E intanto piove su questa città, piove improvvisamente e disperatamente, il piccolo gatto che mi fa compagnia ha paura e per la paura dorme, quietissimo, immobile, nell’angolo dello studio, mentre sul tetto la pioggia scroscia rumorosamente e io non trovo aggettivi o avverbi che mi piacciano o che per lo meno mi soddisfino, giro all’interno del mio vocabolario e tutte e mie parole mi appaiono così banalmente iperinflazionate, e pure le mie emozioni ecco mi appaiono iperinflazionate, la parola stessa emozioni mi fa solo pensare a lucio battisti che in motocicletta si va a schiantare da qualche parte, possibilmente prima di aver scritto la canzone del sole, salvando così le serate di decine di migliaia di adolescenti amanti dei falò e della spiaggia.
Ho vinto cinquemila euro che devo utilizzare per fare il viaggio dei miei sogni e probabilmente il viaggio dei miei sogni non potrò farlo perchè non ho tempo, perchè questo era l’anno che avevo dedicato al mimo e perchè una serie di situazioni sfavorevoli non mi mette in condizioni di farlo il viaggio dei miei sogni e finirà che regalerò una crociera ai miei genitori con quel premio, l’unica volta che vinco qualcosa nella mia vita  e la storiella mi sembra proprio una beffa e al tempo stesso il riassunto degli ultimi trent’anni, ops, quasi trentuno.
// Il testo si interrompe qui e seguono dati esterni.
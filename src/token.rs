//! CSRF/session token discovery.
//!
//! Platforms embed the token as a hidden form input; markup revisions reorder
//! attributes, so matching is an ordered list of patterns tried first to last,
//! followed by a single cookie fallback. New markup variants are handled by
//! pushing another matcher, without touching the callers.

use crate::cookies::CookieJar;
use regex::Regex;
use tracing::debug;

#[derive(Debug, Clone)]
pub struct TokenMatcher {
    label: &'static str,
    pattern: Regex,
}

impl TokenMatcher {
    /// `pattern` must capture the token value in group 1.
    pub fn new(label: &'static str, pattern: Regex) -> Self {
        Self { label, pattern }
    }

    fn find(&self, html: &str) -> Option<String> {
        self.pattern
            .captures(html)
            .and_then(|caps| caps.get(1))
            .map(|m| m.as_str().to_string())
            .filter(|v| !v.is_empty())
    }
}

#[derive(Debug, Clone, PartialEq, Eq)]
pub enum TokenSource {
    Html(&'static str),
    Cookie,
}

#[derive(Debug, Clone)]
pub struct TokenExtractor {
    field_name: String,
    cookie_name: Option<String>,
    matchers: Vec<TokenMatcher>,
}

impl TokenExtractor {
    pub fn new(field_name: &str, cookie_name: Option<&str>) -> Self {
        let field = regex::escape(field_name);
        let name_first = Regex::new(&format!(
            r#"(?is)<input\b[^>]*\bname\s*=\s*["']{field}["'][^>]*\bvalue\s*=\s*["']([^"']*)["']"#
        ))
        .expect("static token pattern");
        let value_first = Regex::new(&format!(
            r#"(?is)<input\b[^>]*\bvalue\s*=\s*["']([^"']*)["'][^>]*\bname\s*=\s*["']{field}["']"#
        ))
        .expect("static token pattern");
        Self {
            field_name: field_name.to_string(),
            cookie_name: cookie_name.map(str::to_string),
            matchers: vec![
                TokenMatcher::new("input_name_first", name_first),
                TokenMatcher::new("input_value_first", value_first),
            ],
        }
    }

    pub fn with_matcher(mut self, matcher: TokenMatcher) -> Self {
        self.matchers.push(matcher);
        self
    }

    /// Token from the document, else from the cookie jar. `None` means "cannot proceed".
    pub fn extract(&self, html: &str, jar: Option<&CookieJar>) -> Option<String> {
        self.extract_with_source(html, jar).map(|(token, _)| token)
    }

    pub fn extract_with_source(
        &self,
        html: &str,
        jar: Option<&CookieJar>,
    ) -> Option<(String, TokenSource)> {
        for matcher in &self.matchers {
            if let Some(token) = matcher.find(html) {
                debug!(
                    target = "publisher.token",
                    field = %self.field_name,
                    matcher = matcher.label,
                    "token found in html"
                );
                return Some((token, TokenSource::Html(matcher.label)));
            }
        }
        self.from_cookie(jar?).map(|token| (token, TokenSource::Cookie))
    }

    /// URL-decoded value of the token cookie, if the platform has one.
    pub fn from_cookie(&self, jar: &CookieJar) -> Option<String> {
        let name = self.cookie_name.as_deref()?;
        let raw = jar.get(name)?;
        let decoded = urlencoding::decode(raw)
            .map(|v| v.into_owned())
            .unwrap_or_else(|_| raw.to_string());
        Some(decoded).filter(|v| !v.is_empty())
    }
}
Cosa sarò il giorno in cui avrò compiuto trentun’anni quale vecchia piaga maschererò dicendo che si tratta di una nuova ruga dovuta all’età? Perchè in questa giornata di pioggia mentre il gatto dorme inciampo sempre nelle solite corde tese da me medesima molto prima che ne fossi cosciente e quindi glie la do su, mi piacerebbe poter scrivere poter dire quello che sento in inglese perchè è così che mi va perchè è proprio in questa distanza in questa mancanza di parole che vivo i miei giorni sempre rincorrendo parole che spariscono assai prima che io ne capisca il significato.
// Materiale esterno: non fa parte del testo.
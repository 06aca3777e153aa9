use tracing::trace;

// Trace-based counters; the Prometheus recorder only serves what is emitted here.

pub fn inc_requests(route: &'static str) {
    trace!(
        target = "publisher.metrics",
        route = route,
        "requests_total_inc"
    );
}

pub fn stage_elapsed(stage: &'static str, elapsed_ms: u128) {
    trace!(
        target = "publisher.metrics",
        stage = stage,
        elapsed_ms = elapsed_ms as u64,
        "stage_elapsed"
    );
}

pub fn outcome(platform: &'static str, outcome: &'static str) {
    trace!(
        target = "publisher.metrics",
        platform = platform,
        outcome = outcome,
        "submission_outcomes_total_inc"
    );
}

pub fn failure(scope: &'static str, kind: &'static str) {
    trace!(
        target = "publisher.metrics",
        scope = scope,
        kind = kind,
        "failures_total_inc"
    );
}
/// Serve a captured upstream response as HTML.
///
/// - Method: `GET`
/// - Path: `/responses/{filename}`
/// - Auth: none; only flat `.html` names inside the audit directory are served
async fn audit_file(
    State(state): State<AppState>,
    Path(filename): Path<String>,
) -> Result<Response, AppError> {
    crate::metrics::inc_requests("/responses");
    match state.publisher.audit().read_file(&filename).await {
        Ok(bytes) => Ok(([(CONTENT_TYPE, "text/html; charset=utf-8")], bytes).into_response()),
        Err(AuditError::NotFound | AuditError::InvalidName) => Err(AppError::NotFound("audit_record")),
        Err(err) => Err(AppError::Internal(err.to_string())),
    }
}

/// Run the login handshake and cache the resulting session.
///
/// - Method: `POST`
/// - Path: `/platforms/{platform}/login`
/// - Auth: `Authorization: Bearer <key>` or `X-Publisher-Key: <key>`
async fn login(
    State(state): State<AppState>,
    Extension(context): Extension<AuthContext>,
    Path(platform): Path<String>,
) -> Result<(StatusCode, Json<LoginResponse>), AppError> {
    crate::metrics::inc_requests("/platforms/login");
    let platform = parse_platform(&platform)?;
    info!(
        target = "publisher.api",
        operator = %context.operator,
        api_key = %context.api_key_id,
        %platform,
        "login requested"
    );
    let response = state.publisher.login(platform).await;
    let status = match response.error.as_deref() {
        None => StatusCode::OK,
        Some("transport") => StatusCode::BAD_GATEWAY,
        Some(_) => StatusCode::UNAUTHORIZED,
    };
    Ok((status, Json(response)))
}

#[derive(Debug, Serialize)]
struct SessionStatus {
    platform: PlatformId,
    logged_in: bool,
}

async fn session_status(
    State(state): State<AppState>,
    Path(platform): Path<String>,
) -> Result<Json<SessionStatus>, AppError> {
    let platform = parse_platform(&platform)?;
    let logged_in = state.publisher.sessions().is_logged_in(platform).await;
    Ok(Json(SessionStatus {
        platform,
        logged_in,
    }))
}

/// Publish one listing with the cached session.
///
/// - Method: `POST`
/// - Path: `/platforms/{platform}/listings`
/// - Body: `ListingPayload`
/// - Response: `ListingResponse`; 200 published, 422 rejected, 401 session
///   expired, 502 transport failure
async fn create_listing(
    State(state): State<AppState>,
    Extension(context): Extension<AuthContext>,
    Path(platform): Path<String>,
    Json(payload): Json<ListingPayload>,
) -> Result<(StatusCode, Json<ListingResponse>), AppError> {
    crate::metrics::inc_requests("/platforms/listings");
    let platform = parse_platform(&platform)?;
    info!(
        target = "publisher.api",
        operator = %context.operator,
        api_key = %context.api_key_id,
        %platform,
        subject_id = %payload.subject_id,
        "listing submission invoked"
    );
    let response = state.publisher.submit(payload.into_request(platform)).await;
    Ok((outcome_status(&response.outcome), Json(response)))
}

fn outcome_status(outcome: &SubmissionOutcome) -> StatusCode {
    match outcome {
        SubmissionOutcome::Published { .. } => StatusCode::OK,
        SubmissionOutcome::Rejected { .. } => StatusCode::UNPROCESSABLE_ENTITY,
        SubmissionOutcome::SessionExpired => StatusCode::UNAUTHORIZED,
        SubmissionOutcome::TransportError { .. } => StatusCode::BAD_GATEWAY,
    }
}

#[derive(Debug, Serialize)]
struct EnqueueResponse {
    job_id: String,
}

async fn enqueue_listing_job(
    State(state): State<AppState>,
    Extension(context): Extension<AuthContext>,
    Path(platform): Path<String>,
    Json(payload): Json<ListingPayload>,
) -> Result<(StatusCode, Json<EnqueueResponse>), AppError> {
    crate::metrics::inc_requests("/jobs/platforms/listings");
    let platform = parse_platform(&platform)?;
    let id = state
        .queue
        .enqueue_listing(payload.into_request(platform), context)
        .await
        .map_err(AppError::Queue)?;
    Ok((
        StatusCode::ACCEPTED,
        Json(EnqueueResponse {
            job_id: id.to_string(),
        }),
    ))
}

async fn get_job_status(
    State(state): State<AppState>,
    Path(id): Path<String>,
) -> Result<Json<jobs::JobInfo>, AppError> {
    let Ok(uuid) = uuid::Uuid::parse_str(&id) else {
        return Err(AppError::BadRequest("invalid_job_id"));
    };
    state
        .queue
        .get(uuid)
        .await
        .map(Json)
        .ok_or(AppError::NotFound("job"))
}

fn parse_platform(raw: &str) -> Result<PlatformId, AppError> {
    PlatformId::from_slug(raw).ok_or_else(|| AppError::UnknownPlatform(raw.to_string()))
}
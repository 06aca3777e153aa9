use async_trait::async_trait;
use redis::AsyncCommands;
use std::{
    collections::HashMap,
    sync::Arc,
    time::{Duration, Instant},
};
use thiserror::Error;
use tokio::sync::Mutex;

#[derive(Debug, Error)]
pub enum StoreError {
    #[error("session cache unavailable: {0}")]
    Unavailable(String),
}

/// Long-lived key-value cache that holds serialized sessions between runs.
#[async_trait]
pub trait SessionStore: Send + Sync {
    async fn get(&self, key: &str) -> Result<Option<String>, StoreError>;

    async fn put(&self, key: &str, value: &str, ttl: Duration) -> Result<(), StoreError>;

    /// Write several keys as one unit where the backend allows it.
    async fn put_all(&self, entries: &[(&str, &str)], ttl: Duration) -> Result<(), StoreError> {
        for (key, value) in entries {
            self.put(key, value, ttl).await?;
        }
        Ok(())
    }
}

#[derive(Clone)]
pub struct RedisSessionStore {
    client: redis::Client,
}

impl RedisSessionStore {
    pub fn open(url: &str) -> Result<Self, StoreError> {
        let client =
            redis::Client::open(url).map_err(|err| StoreError::Unavailable(err.to_string()))?;
        Ok(Self { client })
    }

    async fn connection(&self) -> Result<redis::aio::MultiplexedConnection, StoreError> {
        self.client
            .get_multiplexed_async_connection()
            .await
            .map_err(|err| StoreError::Unavailable(err.to_string()))
    }
}

#[async_trait]
impl SessionStore for RedisSessionStore {
    async fn get(&self, key: &str) -> Result<Option<String>, StoreError> {
        let mut conn = self.connection().await?;
        conn.get(key)
            .await
            .map_err(|err| StoreError::Unavailable(err.to_string()))
    }

    async fn put(&self, key: &str, value: &str, ttl: Duration) -> Result<(), StoreError> {
        let mut conn = self.connection().await?;
        conn.set_ex::<_, _, ()>(key, value, ttl.as_secs().max(1))
            .await
            .map_err(|err| StoreError::Unavailable(err.to_string()))
    }

    async fn put_all(&self, entries: &[(&str, &str)], ttl: Duration) -> Result<(), StoreError> {
        let mut conn = self.connection().await?;
        let mut pipe = redis::pipe();
        pipe.atomic();
        for (key, value) in entries {
            pipe.set_ex(*key, *value, ttl.as_secs().max(1)).ignore();
        }
        pipe.query_async::<()>(&mut conn)
            .await
            .map_err(|err| StoreError::Unavailable(err.to_string()))
    }
}

/// Process-local store used when no redis is configured, and as the test double.
#[derive(Clone, Default)]
pub struct MemorySessionStore {
    entries: Arc<Mutex<HashMap<String, (String, Instant)>>>,
}

impl MemorySessionStore {
    pub fn new() -> Self {
        Self::default()
    }
}

#[async_trait]
impl SessionStore for MemorySessionStore {
    async fn get(&self, key: &str) -> Result<Option<String>, StoreError> {
        let mut guard = self.entries.lock().await;
        match guard.get(key) {
            Some((_, expires)) if *expires <= Instant::now() => {
                guard.remove(key);
                Ok(None)
            }
            Some((value, _)) => Ok(Some(value.clone())),
            None => Ok(None),
        }
    }

    async fn put(&self, key: &str, value: &str, ttl: Duration) -> Result<(), StoreError> {
        self.put_all(&[(key, value)], ttl).await
    }

    async fn put_all(&self, entries: &[(&str, &str)], ttl: Duration) -> Result<(), StoreError> {
        let expires = Instant::now() + ttl;
        let mut guard = self.entries.lock().await;
        for (key, value) in entries {
            guard.insert(key.to_string(), (value.to_string(), expires));
        }
        Ok(())
    }
}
I’m not so fussy but I’m a little bossy love junky foods and this fucking stuff is driving me nuts. Qualcuno giorni fa mi ha scritto le parole, le parole sono importanti, e io nelle parole sempre mi muovo e adesso vorrei qualche cosa di diverso vorrei silenzi vorrei essere capace di cambiare di tuffarmi in questa vita disordinata ambiziosa allegra a volte confuse che mi gira intorno e invece aspetto come al solito sull’argine che il cadavere di qualche immaginario nemico passi mentre nel luogo dove da tre anni cercavo ostinatamente di costruire qualcosa giovani ambiziose attrici senza problemi di strabismo e senza scrupoli politici ma con stivali assai alternativi calpestano il mio giardino costruendoci variegati esempi di nulla forse in qualche modo interessanti se non altro per l’osservazione dell’estrema diversificazione in cui il nulla sa manifestarsi quando si ostina.
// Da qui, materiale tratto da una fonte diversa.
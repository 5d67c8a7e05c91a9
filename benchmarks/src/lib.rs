//! Shared fixtures for the cadbox benchmarks.

use cadbox::{OrientedBox, Point3, RigidTransform, Triangle};
use glam::{DQuat, DVec3, EulerRot};
use rand::{rngs::StdRng, Rng, SeedableRng};

fn random_vec(rng: &mut StdRng, range: f64) -> DVec3 {
    DVec3::new(
        rng.gen_range(-range..range),
        rng.gen_range(-range..range),
        rng.gen_range(-range..range),
    )
}

fn random_transform(rng: &mut StdRng) -> RigidTransform {
    RigidTransform::from_rotation_translation(
        DQuat::from_euler(
            EulerRot::XYZ,
            rng.gen_range(-3.0..3.0),
            rng.gen_range(-3.0..3.0),
            rng.gen_range(-3.0..3.0),
        ),
        random_vec(rng, 1.0),
    )
}

/// A rotated box of roughly unit size near the origin.
pub fn setup_box(seed: u64) -> OrientedBox {
    let mut rng = StdRng::seed_from_u64(seed);
    let half = DVec3::new(
        rng.gen_range(0.5..2.0),
        rng.gen_range(0.5..2.0),
        rng.gen_range(0.5..2.0),
    );
    OrientedBox::axis_aligned(DVec3::ZERO, half).transformed(&random_transform(&mut rng))
}

/// `n` triangles scattered over a cube of half size `spread`.
///
/// With `spread` around 4 about half of them hit [`setup_box`].
pub fn setup_triangle_soup(n: usize, spread: f64, seed: u64) -> Vec<Triangle> {
    let mut rng = StdRng::seed_from_u64(seed);
    (0..n)
        .map(|_| {
            let p = random_vec(&mut rng, spread);
            Triangle::from_points_unchecked(
                p,
                p + random_vec(&mut rng, 1.0),
                p + random_vec(&mut rng, 1.0),
            )
        })
        .collect()
}

/// `n` points from a stretched, rotated cloud.
pub fn setup_point_cloud(n: usize, seed: u64) -> Vec<Point3> {
    let mut rng = StdRng::seed_from_u64(seed);
    let t = random_transform(&mut rng);
    (0..n)
        .map(|_| t.transform_point(random_vec(&mut rng, 1.0) * DVec3::new(5.0, 2.0, 0.5)))
        .collect()
}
You can’t always get what you want but in the darkest night no one knows wild horses still I’m gonna miss you baby light my fire and let me sleep all night in your soul kitchen before you slip into unconsciousness I’d like to have another kiss I love you in this indian summer when I was a young boy but now that I’m a grown woman hope there’s someone I fall In love with a dead boy oh what a beautiful boy this is the end.